Re: [PATCH] net: neigh: disallow state transition DELAY->STALE in neigh_update()

From: Julian Anastasov
Date: Sat Jul 23 2016 - 02:19:53 EST


On Fri, 22 Jul 2016, Chunhui He wrote:

> The origin code allows NUD_DELAY -> NUD_STALE and NUD_PROBE -> NUD_STALE.
> This part was imported to kernel since v2.1.79, I don't know clearly why it
> allows that.
> My analysis:
> (1) As shown in my previous mail, NUD_DELAY -> NUD_STALE may cause "dead loop",
> so it should be fixed.

Yes, because we stay in NUD_DELAY for many seconds
which is enough for remote host to reset our resolving.

BTW, you said:

In my case, the gateway refuses to send unicast packets to me, before it sees
my ARP request. So it's critical to enter REACHABLE state by sending ARP
request, but not by external confirmation.

What kind of problem is this? Remote host wants to
see a recent probe from us, otherwise it refuses to resolve
our address before its traffic to us and it is not sent?
Can you explain this in more detail because after looking
again I have some doubts what actually happens, see below.

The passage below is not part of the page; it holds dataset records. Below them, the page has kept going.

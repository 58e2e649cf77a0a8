//! The in-memory raw-type enum `MockAdapter` reflects over. Every variant
//! mirrors one shape the classifier recognizes. There is no parser or
//! host-language binding underneath: fixtures build these values by hand.

use std::rc::Rc;

use typing_graph_core::{LiteralValue, ParamKind, Qualifier, Variance};

/// One node in a hand-built type expression. `Rc` wraps the structured
/// definitions (`StructDef`, `EnumDef`, `FunctionDef`, `ModuleDef`) so the
/// same class can be referenced from many places (a field's type, a forward
/// reference's resolved namespace entry, …) without re-describing it;
/// `PartialEq`/`Hash` still compare by value, not by pointer, the way `Rc`'s
/// own impls delegate to `T`'s. Two independently-built `Struct`s with the
/// same shape are still the same raw type as far as `MockAdapter::identity`
/// is concerned.
#[derive(Debug, Clone, PartialEq, Eq, Hash)]
pub enum MockRaw {
    Concrete(&'static str),
    NoneType,
    Any,
    Never,
    SelfType,
    LiteralString,
    Ellipsis,

    /// An unsubscripted generic (`list`, `dict`, a user generic class before
    /// `[...]` is applied), carrying its own type parameters as `TypeVar`s.
    Generic {
        name: &'static str,
        type_params: Vec<MockRaw>,
    },
    /// A generic applied to concrete arguments (`list[int]`).
    Subscripted {
        origin: Box<MockRaw>,
        args: Vec<MockRaw>,
    },
    Union(Vec<MockRaw>),
    /// Raw subscript arguments, verbatim. `tuple[int, ...]`'s args are
    /// `[int, Ellipsis]`, matching what `classify` expects to find when it
    /// asks whether the second argument is the `Ellipsis` special form.
    Tuple(Vec<MockRaw>),
    Callable {
        params: CallableShape,
        returns: Box<MockRaw>,
    },
    Literal(Vec<LiteralValue>),
    Annotated {
        base: Box<MockRaw>,
        metadata: Vec<MetaItem>,
    },
    Qualified {
        qualifier: Qualifier,
        inner: Box<MockRaw>,
    },
    Meta(Box<MockRaw>),
    TypeGuard(Box<MockRaw>),
    TypeIs(Box<MockRaw>),
    Concatenate {
        prefix: Vec<MockRaw>,
        param_spec: Box<MockRaw>,
    },
    Unpack(Box<MockRaw>),

    ForwardRef(String),

    TypeVar {
        name: &'static str,
        variance: Variance,
        infer_variance: bool,
        bound: Option<Box<MockRaw>>,
        constraints: Vec<MockRaw>,
        default: Option<Box<MockRaw>>,
    },
    ParamSpec {
        name: &'static str,
        default: Option<Box<MockRaw>>,
    },
    TypeVarTuple {
        name: &'static str,
        default: Option<Box<MockRaw>>,
    },

    NewType {
        name: &'static str,
        supertype: Box<MockRaw>,
    },
    GenericAlias {
        name: &'static str,
        type_params: Vec<MockRaw>,
        value: Box<MockRaw>,
    },
    TypeAlias {
        name: &'static str,
        value: Box<MockRaw>,
    },

    Struct(Rc<StructDef>),
    Enum(Rc<EnumDef>),
    Function(Rc<FunctionDef>),
    Module(Rc<ModuleDef>),
}

impl MockRaw {
    pub fn boxed(self) -> Box<MockRaw> {
        Box::new(self)
    }

    pub fn optional(self) -> MockRaw {
        MockRaw::Union(vec![self, MockRaw::NoneType])
    }
}

/// `Callable`'s parameter list shape, mirroring
/// [`typing_graph_core::CallableParamsRaw`] but storable. That type carries
/// no derives of its own, since the engine only ever constructs one on the
/// fly from whatever the adapter reports.
#[derive(Debug, Clone, PartialEq, Eq, Hash)]
pub enum CallableShape {
    Fixed(Vec<MockRaw>),
    Ellipsis,
    ParamSpec(Box<MockRaw>),
}

/// A single opaque annotation, as it would sit inside `Annotated[T, ...]`.
/// Kept tiny and closed rather than open-ended. Fixtures needing a richer
/// shape reach for `MetaGroup` (see `metadata.rs`) instead.
#[derive(Debug, Clone, PartialEq, Eq, Hash)]
pub enum MetaItem {
    Str(String),
    Int(i64),
    Gt(i64),
    Ge(i64),
    Lt(i64),
    Le(i64),
    MaxLen(usize),
    MinLen(usize),
}

#[derive(Debug, Clone, Copy, PartialEq, Eq, Hash)]
pub enum StructKind {
    Class,
    Dataclass { frozen: bool, slots: bool },
    TypedDict { total: bool },
    NamedTuple,
    Protocol { runtime_checkable: bool },
}

/// One field, attribute, or method slot on a [`StructDef`].
#[derive(Debug, Clone, PartialEq, Eq, Hash)]
pub struct FieldDef {
    pub name: &'static str,
    pub ty: MockRaw,
    pub has_default: bool,
    pub default_repr: Option<&'static str>,
    pub metadata: Vec<MetaItem>,
    pub qualifiers: Vec<Qualifier>,
    /// `None` means "declared directly here"; `Some(owner)` names the base
    /// class that actually declared it, for `include_inherited_members`
    /// fixtures.
    pub owner: Option<MockRaw>,
}

impl FieldDef {
    pub fn new(name: &'static str, ty: MockRaw) -> Self {
        Self {
            name,
            ty,
            has_default: false,
            default_repr: None,
            metadata: Vec::new(),
            qualifiers: Vec::new(),
            owner: None,
        }
    }

    pub fn with_default(mut self, repr: &'static str) -> Self {
        self.has_default = true;
        self.default_repr = Some(repr);
        self
    }

    pub fn with_metadata(mut self, metadata: Vec<MetaItem>) -> Self {
        self.metadata = metadata;
        self
    }

    pub fn with_qualifier(mut self, qualifier: Qualifier) -> Self {
        self.qualifiers.push(qualifier);
        self
    }

    pub fn inherited_from(mut self, owner: MockRaw) -> Self {
        self.owner = Some(owner);
        self
    }
}

#[derive(Debug, Clone, Default, PartialEq, Eq, Hash)]
pub struct StructDef {
    pub name: &'static str,
    pub kind: StructKindSlot,
    pub fields: Vec<FieldDef>,
    pub methods: Vec<FieldDef>,
    /// Bindings visible in the module that defines this class
    /// (`class_module_globals`).
    pub module_globals: Vec<(&'static str, MockRaw)>,
    /// Bindings visible in the class body's own enclosing scope
    /// (`class_locals`). The class's own name is added automatically by
    /// `namespace::extract_class_namespace`, so fixtures only need to supply
    /// anything beyond that (nested classes, a `TypeVar` bound in the class
    /// body, …).
    pub locals: Vec<(&'static str, MockRaw)>,
}

/// `StructKind` wrapped so `StructDef` can derive `Default` for the builder
/// pattern below; a def is never actually built with the default kind.
#[derive(Debug, Clone, Copy, PartialEq, Eq, Hash)]
pub struct StructKindSlot(pub StructKind);

impl Default for StructKindSlot {
    fn default() -> Self {
        StructKindSlot(StructKind::Class)
    }
}

impl StructDef {
    pub fn new(name: &'static str, kind: StructKind) -> Self {
        Self {
            name,
            kind: StructKindSlot(kind),
            ..Default::default()
        }
    }

    pub fn with_field(mut self, field: FieldDef) -> Self {
        self.fields.push(field);
        self
    }

    pub fn with_method(mut self, method: FieldDef) -> Self {
        self.methods.push(method);
        self
    }

    pub fn with_locals(mut self, locals: Vec<(&'static str, MockRaw)>) -> Self {
        self.locals = locals;
        self
    }

    pub fn with_module_globals(mut self, globals: Vec<(&'static str, MockRaw)>) -> Self {
        self.module_globals = globals;
        self
    }

    pub fn into_raw(self) -> MockRaw {
        MockRaw::Struct(Rc::new(self))
    }
}

#[derive(Debug, Clone, PartialEq, Eq, Hash)]
pub struct EnumMemberDef {
    pub name: &'static str,
    pub value_repr: Option<&'static str>,
}

#[derive(Debug, Clone, Default, PartialEq, Eq, Hash)]
pub struct EnumDef {
    pub name: &'static str,
    pub value_type: Option<MockRaw>,
    pub members: Vec<EnumMemberDef>,
}

impl EnumDef {
    pub fn new(name: &'static str) -> Self {
        Self {
            name,
            ..Default::default()
        }
    }

    pub fn with_value_type(mut self, value_type: MockRaw) -> Self {
        self.value_type = Some(value_type);
        self
    }

    pub fn with_member(mut self, name: &'static str, value_repr: Option<&'static str>) -> Self {
        self.members.push(EnumMemberDef { name, value_repr });
        self
    }

    pub fn into_raw(self) -> MockRaw {
        MockRaw::Enum(Rc::new(self))
    }
}

#[derive(Debug, Clone, PartialEq, Eq, Hash)]
pub struct ParamDef {
    pub name: &'static str,
    pub ty: MockRaw,
    pub kind: ParamKind,
    pub has_default: bool,
    pub default_repr: Option<&'static str>,
}

impl ParamDef {
    pub fn new(name: &'static str, ty: MockRaw, kind: ParamKind) -> Self {
        Self {
            name,
            ty,
            kind,
            has_default: false,
            default_repr: None,
        }
    }

    pub fn with_default(mut self, repr: &'static str) -> Self {
        self.has_default = true;
        self.default_repr = Some(repr);
        self
    }
}

#[derive(Debug, Clone, Default, PartialEq, Eq, Hash)]
pub struct FunctionDef {
    pub name: &'static str,
    pub is_async: bool,
    pub is_generator: bool,
    pub decorators: Vec<&'static str>,
    pub parameters: Vec<ParamDef>,
    pub returns: Option<MockRaw>,
    pub type_params: Vec<MockRaw>,
    pub owning_class: Option<MockRaw>,
    pub globals: Vec<(&'static str, MockRaw)>,
    pub closure: Vec<(&'static str, MockRaw)>,
}

impl FunctionDef {
    pub fn new(name: &'static str) -> Self {
        Self {
            name,
            ..Default::default()
        }
    }

    pub fn with_param(mut self, param: ParamDef) -> Self {
        self.parameters.push(param);
        self
    }

    pub fn returning(mut self, returns: MockRaw) -> Self {
        self.returns = Some(returns);
        self
    }

    pub fn async_fn(mut self) -> Self {
        self.is_async = true;
        self
    }

    pub fn generator(mut self) -> Self {
        self.is_generator = true;
        self
    }

    pub fn with_decorator(mut self, name: &'static str) -> Self {
        self.decorators.push(name);
        self
    }

    pub fn with_type_param(mut self, tp: MockRaw) -> Self {
        self.type_params.push(tp);
        self
    }

    pub fn owned_by(mut self, owner: MockRaw) -> Self {
        self.owning_class = Some(owner);
        self
    }

    pub fn with_globals(mut self, globals: Vec<(&'static str, MockRaw)>) -> Self {
        self.globals = globals;
        self
    }

    pub fn with_closure(mut self, closure: Vec<(&'static str, MockRaw)>) -> Self {
        self.closure = closure;
        self
    }

    pub fn into_raw(self) -> MockRaw {
        MockRaw::Function(Rc::new(self))
    }
}

#[derive(Debug, Clone, Default, PartialEq, Eq, Hash)]
pub struct ModuleDef {
    pub name: &'static str,
    pub globals: Vec<(&'static str, MockRaw)>,
}

impl ModuleDef {
    pub fn new(name: &'static str) -> Self {
        Self {
            name,
            ..Default::default()
        }
    }

    pub fn with_global(mut self, name: &'static str, value: MockRaw) -> Self {
        self.globals.push((name, value));
        self
    }

    pub fn into_raw(self) -> MockRaw {
        MockRaw::Module(Rc::new(self))
    }
}
fn build_kind<A: ReflectionAdapter>(
    adapter: &A,
    cache: Option<&Cache<A::Id>>,
    shape: Shape<A::RawType>,
    ctx: &mut Context<A::Id, A::RawType>,
) -> Result<Built<A>, InspectionError> {
    match shape {
        Shape::Special(form) => Ok((special_form_kind(form), Vec::new())),

        Shape::Annotated { .. } => unreachable!("handled by build_annotated"),

        Shape::ForwardRef { reference } => {
            let node = build_forward_ref(adapter, ctx, reference, |ctx, raw| {
                build_child(adapter, cache, raw, ctx)
            })?;
            // `build_forward_ref` already returns a complete node (it needs
            // to special-case the in-progress/stringified no-recursion
            // paths); unpack it back into (kind, connections) so the
            // uniform `with_qualifiers`/source-location tail in
            // `build_shape` still applies.
            let kind = node.kind().clone();
            let connections = node
                .children()
                .iter()
                .zip(node.edges().iter())
                .map(|(child, edge)| EdgeConnection {
                    edge: edge.clone(),
                    target: child.clone(),
                })
                .collect();
            Ok((kind, connections))
        }

        Shape::Union { members } => {
            let built = build_children(adapter, cache, &members, ctx)?;
            let flattened = if ctx.config.normalize_unions {
                flatten_unions(built)
            } else {
                built
            };
            let connections = flattened
                .iter()
                .cloned()
                .map(|m| EdgeConnection::plain(EdgeKind::UnionMember, m))
                .collect();
            Ok((NodeKind::Union { members: flattened }, connections))
        }

        Shape::GenericAlias {
            name,
            type_params,
            value,
        } => {
            let params = build_children(adapter, cache, &type_params, ctx)?;
            let value_node = build_child(adapter, cache, &value, ctx)?;
            let mut connections: Vec<EdgeConnection> = params
                .iter()
                .enumerate()
                .map(|(i, p)| EdgeConnection::positional(EdgeKind::TypeParam, i, p.clone()))
                .collect();
            connections.push(EdgeConnection::plain(EdgeKind::AliasTarget, value_node.clone()));
            Ok((
                NodeKind::GenericAlias {
                    name,
                    type_params: params,
                    value: value_node,
                },
                connections,
            ))
        }

        Shape::TypeAlias { name, value } => {
            let value_node = build_child(adapter, cache, &value, ctx)?;
            Ok((
                NodeKind::TypeAlias {
                    name,
                    value: value_node.clone(),
                },
                vec![EdgeConnection::plain(EdgeKind::AliasTarget, value_node)],
            ))
        }

        Shape::Tuple { elements, variadic } => {
            let to_build: &[A::RawType] = if variadic { &elements[..1] } else { &elements[..] };
            let built = build_children(adapter, cache, to_build, ctx)?;
            let connections = built
                .iter()
                .cloned()
                .enumerate()
                .map(|(i, n)| EdgeConnection::positional(EdgeKind::Element, i, n))
                .collect();
            Ok((
                NodeKind::Tuple {
                    elements: built,
                    variadic,
                },
                connections,
            ))
        }

        Shape::Callable { params, returns } => {
            let returns_node = build_child(adapter, cache, &returns, ctx)?;
            let (params_kind, mut connections) = match params {
                CallableParamsRaw::Fixed(raws) => {
                    let built = build_children(adapter, cache, &raws, ctx)?;
                    let connections = built
                        .iter()
                        .cloned()
                        .enumerate()
                        .map(|(i, n)| EdgeConnection::positional(EdgeKind::Param, i, n))
                        .collect();
                    (CallableParams::Fixed(built), connections)
                }
                CallableParamsRaw::Ellipsis => (CallableParams::Ellipsis, Vec::new()),
                CallableParamsRaw::ParamSpec(raw) => {
                    let node = build_child(adapter, cache, &raw, ctx)?;
                    (
                        CallableParams::ParamSpec(node.clone()),
                        vec![EdgeConnection::plain(EdgeKind::ParamSpec, node)],
                    )
                }
            };
            connections.push(EdgeConnection::plain(EdgeKind::Return, returns_node.clone()));
            Ok((
                NodeKind::Callable {
                    params: params_kind,
                    returns: returns_node,
                },
                connections,
            ))
        }

        Shape::Meta { target } => {
            let node = build_child(adapter, cache, &target, ctx)?;
            Ok((
                NodeKind::Meta { target: node.clone() },
                vec![EdgeConnection::plain(EdgeKind::MetaOf, node)],
            ))
        }

        Shape::TypeGuard { target } => {
            let node = build_child(adapter, cache, &target, ctx)?;
            Ok((
                NodeKind::TypeGuard { target: node.clone() },
                vec![EdgeConnection::plain(EdgeKind::Narrows, node)],
            ))
        }

        Shape::TypeIs { target } => {
            let node = build_child(adapter, cache, &target, ctx)?;
            Ok((
                NodeKind::TypeIs { target: node.clone() },
                vec![EdgeConnection::plain(EdgeKind::Narrows, node)],
            ))
        }

        Shape::Literal { values } => Ok((NodeKind::Literal { values }, Vec::new())),

        Shape::Concatenate { prefix, param_spec } => {
            let prefix_nodes = build_children(adapter, cache, &prefix, ctx)?;
            let param_spec_node = build_child(adapter, cache, &param_spec, ctx)?;
            let mut connections: Vec<EdgeConnection> = prefix_nodes
                .iter()
                .cloned()
                .enumerate()
                .map(|(i, n)| EdgeConnection::positional(EdgeKind::Prefix, i, n))
                .collect();
            connections.push(EdgeConnection::plain(EdgeKind::ParamSpec, param_spec_node.clone()));
            Ok((
                NodeKind::Concatenate {
                    prefix: prefix_nodes,
                    param_spec: param_spec_node,
                },
                connections,
            ))
        }

        Shape::Unpack { target } => {
            let node = build_child(adapter, cache, &target, ctx)?;
            Ok((
                NodeKind::Unpack { target: node.clone() },
                vec![EdgeConnection::plain(EdgeKind::Target, node)],
            ))
        }

        Shape::SubscriptedGeneric { origin, args } => {
            let origin_node = build_child(adapter, cache, &origin, ctx)?;
            let arg_nodes = build_children(adapter, cache, &args, ctx)?;
            let mut connections = vec![EdgeConnection::plain(EdgeKind::Origin, origin_node.clone())];
            connections.extend(
                arg_nodes
                    .iter()
                    .cloned()
                    .enumerate()
                    .map(|(i, n)| EdgeConnection::positional(EdgeKind::TypeArg, i, n)),
            );
            Ok((
                NodeKind::SubscriptedGeneric {
                    origin: origin_node,
                    args: arg_nodes,
                },
                connections,
            ))
        }

        Shape::GenericType { class_ref, type_params } => {
            let params = build_children(adapter, cache, &type_params, ctx)?;
            let connections = params
                .iter()
                .cloned()
                .enumerate()
                .map(|(i, n)| EdgeConnection::positional(EdgeKind::TypeParam, i, n))
                .collect();
            Ok((
                NodeKind::GenericType {
                    class_ref,
                    type_params: params,
                },
                connections,
            ))
        }

        Shape::TypeVar(info) => {
            let bound = info.bound.map(|b| build_child(adapter, cache, &b, ctx)).transpose()?;
            let constraints = build_children(adapter, cache, &info.constraints, ctx)?;
            let default = info.default.map(|d| build_child(adapter, cache, &d, ctx)).transpose()?;
            let mut connections = Vec::new();
            if let Some(n) = &bound {
                connections.push(EdgeConnection::plain(EdgeKind::Bound, n.clone()));
            }
            connections.extend(
                constraints
                    .iter()
                    .cloned()
                    .enumerate()
                    .map(|(i, n)| EdgeConnection::positional(EdgeKind::Constraint, i, n)),
            );
            if let Some(n) = &default {
                connections.push(EdgeConnection::plain(EdgeKind::Default, n.clone()));
            }
            Ok((
                NodeKind::TypeVar {
                    name: info.name,
                    variance: info.variance,
                    infer_variance: info.infer_variance,
                    bound,
                    constraints,
                    default,
                },
                connections,
            ))
        }

        Shape::ParamSpec(info) => {
            let default = info.default.map(|d| build_child(adapter, cache, &d, ctx)).transpose()?;
            let connections = default
                .iter()
                .cloned()
                .map(|n| EdgeConnection::plain(EdgeKind::Default, n))
                .collect();
            Ok((
                NodeKind::ParamSpec {
                    name: info.name,
                    default,
                },
                connections,
            ))
        }

        Shape::TypeVarTuple(info) => {
            let default = info.default.map(|d| build_child(adapter, cache, &d, ctx)).transpose()?;
            let connections = default
                .iter()
                .cloned()
                .map(|n| EdgeConnection::plain(EdgeKind::Default, n))
                .collect();
            Ok((
                NodeKind::TypeVarTuple {
                    name: info.name,
                    default,
                },
                connections,
            ))
        }

        Shape::NewType { name, supertype } => {
            let node = build_child(adapter, cache, &supertype, ctx)?;
            Ok((
                NodeKind::NewType {
                    name,
                    supertype: node.clone(),
                },
                vec![EdgeConnection::plain(EdgeKind::Supertype, node)],
            ))
        }

        Shape::Dataclass(raw) => build_structured_dataclass(adapter, cache, &raw, ctx),
        Shape::TypedDict(raw) => build_structured_typed_dict(adapter, cache, &raw, ctx),
        Shape::NamedTuple(raw) => build_structured_named_tuple(adapter, cache, &raw, ctx),
        Shape::Protocol(raw) => build_structured_protocol(adapter, cache, &raw, ctx),
        Shape::Enum(raw) => build_structured_enum(adapter, cache, &raw, ctx),
        Shape::Class(raw) => build_structured_class(adapter, cache, &raw, ctx),

        Shape::Concrete { class_ref } => Ok((NodeKind::Concrete { class_ref }, Vec::new())),
    }
}
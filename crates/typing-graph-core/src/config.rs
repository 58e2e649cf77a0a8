//! `Config`: a plain immutable record, built with a fluent builder. Every
//! field that affects node shape participates in the cache-key fingerprint.

use std::hash::{Hash, Hasher};

/// Forward-reference evaluation policy.
#[derive(Debug, Clone, Copy, PartialEq, Eq, Hash, Default)]
pub enum EvalMode {
    Eager,
    #[default]
    Deferred,
    Stringified,
}

/// Engine configuration. Construct with [`Config::builder`];
/// `Config::default()` is equivalent to calling `.build()` with no
/// overrides.
///
/// Deliberately excludes `globalns`/`localns`: unlike every field below,
/// a namespace overlay is per-call data that never affects node *shape*,
/// only whether a forward reference resolves against it — and `Config`
/// exists specifically to be a structurally-hashable cache-key component
/// (see `fingerprint`). Every `inspect_*` entry point instead takes the
/// overlay as its own `overlay` parameter via an `_with_namespace` sibling
/// (e.g. `Engine::inspect_type_with_namespace`), the same way `source`
/// already bypasses the cache. This is a disclosed deviation from the
/// source spec's `Config` table, which lists `globalns`/`localns` as
/// fields; see SPEC_FULL.md §3 for the rationale.
#[derive(Debug, Clone, PartialEq, Eq)]
pub struct Config {
    pub eval_mode: EvalMode,
    pub auto_namespace: bool,
    pub max_depth: Option<usize>,
    pub hoist_metadata: bool,
    pub include_source_locations: bool,
    pub normalize_unions: bool,
    pub include_private_members: bool,
    pub include_inherited_members: bool,
    pub include_methods: bool,
    pub include_class_vars: bool,
    pub include_instance_vars: bool,
}

impl Default for Config {
    fn default() -> Self {
        Self {
            eval_mode: EvalMode::Deferred,
            auto_namespace: true,
            max_depth: None,
            hoist_metadata: true,
            include_source_locations: false,
            normalize_unions: true,
            include_private_members: false,
            include_inherited_members: true,
            include_methods: true,
            include_class_vars: true,
            include_instance_vars: true,
        }
    }
}

impl Config {
    pub fn builder() -> ConfigBuilder {
        ConfigBuilder::new()
    }

    /// Deterministic fingerprint of every field that affects node shape.
    /// Two configs that would build structurally identical nodes for the
    /// same raw type always fingerprint equal. There is no `globalns`/
    /// `localns` field to exclude here — see this struct's doc comment for
    /// where that overlay actually lives and why.
    pub fn fingerprint(&self) -> ConfigFingerprint {
        let mut hasher = std::collections::hash_map::DefaultHasher::new();
        self.eval_mode.hash(&mut hasher);
        self.auto_namespace.hash(&mut hasher);
        self.max_depth.hash(&mut hasher);
        self.hoist_metadata.hash(&mut hasher);
        self.include_source_locations.hash(&mut hasher);
        self.normalize_unions.hash(&mut hasher);
        self.include_private_members.hash(&mut hasher);
        self.include_inherited_members.hash(&mut hasher);
        self.include_methods.hash(&mut hasher);
        self.include_class_vars.hash(&mut hasher);
        self.include_instance_vars.hash(&mut hasher);
        ConfigFingerprint(hasher.finish())
    }
}

/// Opaque cache-key component derived from a `Config`. Two configs with the
/// same fingerprint are guaranteed to build structurally identical nodes
/// for the same raw type.
#[derive(Debug, Clone, Copy, PartialEq, Eq, Hash)]
pub struct ConfigFingerprint(u64);

/// Fluent builder for [`Config`].
#[derive(Debug, Clone, Default)]
pub struct ConfigBuilder {
    config: Config,
}

impl ConfigBuilder {
    pub fn new() -> Self {
        Self {
            config: Config::default(),
        }
    }

    pub fn eval_mode(mut self, mode: EvalMode) -> Self {
        self.config.eval_mode = mode;
        self
    }

    pub fn auto_namespace(mut self, value: bool) -> Self {
        self.config.auto_namespace = value;
        self
    }

    pub fn max_depth(mut self, value: Option<usize>) -> Self {
        self.config.max_depth = value;
        self
    }

    pub fn hoist_metadata(mut self, value: bool) -> Self {
        self.config.hoist_metadata = value;
        self
    }

    pub fn include_source_locations(mut self, value: bool) -> Self {
        self.config.include_source_locations = value;
        self
    }

    pub fn normalize_unions(mut self, value: bool) -> Self {
        self.config.normalize_unions = value;
        self
    }

    pub fn include_private_members(mut self, value: bool) -> Self {
        self.config.include_private_members = value;
        self
    }

    pub fn include_inherited_members(mut self, value: bool) -> Self {
        self.config.include_inherited_members = value;
        self
    }

    pub fn include_methods(mut self, value: bool) -> Self {
        self.config.include_methods = value;
        self
    }

    pub fn include_class_vars(mut self, value: bool) -> Self {
        self.config.include_class_vars = value;
        self
    }

    pub fn include_instance_vars(mut self, value: bool) -> Self {
        self.config.include_instance_vars = value;
        self
    }

    pub fn build(self) -> Config {
        self.config
    }
}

> (2) But NUD_PROBE -> NUD_STALE is acceptable, because in NUD_PROBE, ARP request
> has been sent, it is sufficient to break the "dead loop".
> More attempts are accomplished by the following sequence:
> NUD_STALE --> NUD_DELAY -(sent req)-> NUD_PROBE -(reset by neigh_update())->

I think, when entering NUD_DELAY we do not send
any ARP probe: for NUD_STALE __neigh_event_send is called on
outgoing traffic to change state to NUD_DELAY and to start
timer (it was stopped in NUD_STALE) to detect if address is
still alive before probing it again. Now in this period of
5 seconds (delay_first_probe_time) two things can happen:

1. Unexpected Unicast ARP reply (immediate switch to NUD_REACHABLE)
or protocol indication (dst_confirm) causing delayed switch to
NUD_REACHABLE on next outgoing packet. On sporadic
request+reply we may not switch immediately to NUD_REACHABLE.
Even if the reply called dst_confirm, the change happens
next time when new request is sent and dst_neigh_output is called.

2. Remote host is fast enough to reset us again to NUD_STALE
before we change state to ->NUD_PROBE->NUD_REACHABLE.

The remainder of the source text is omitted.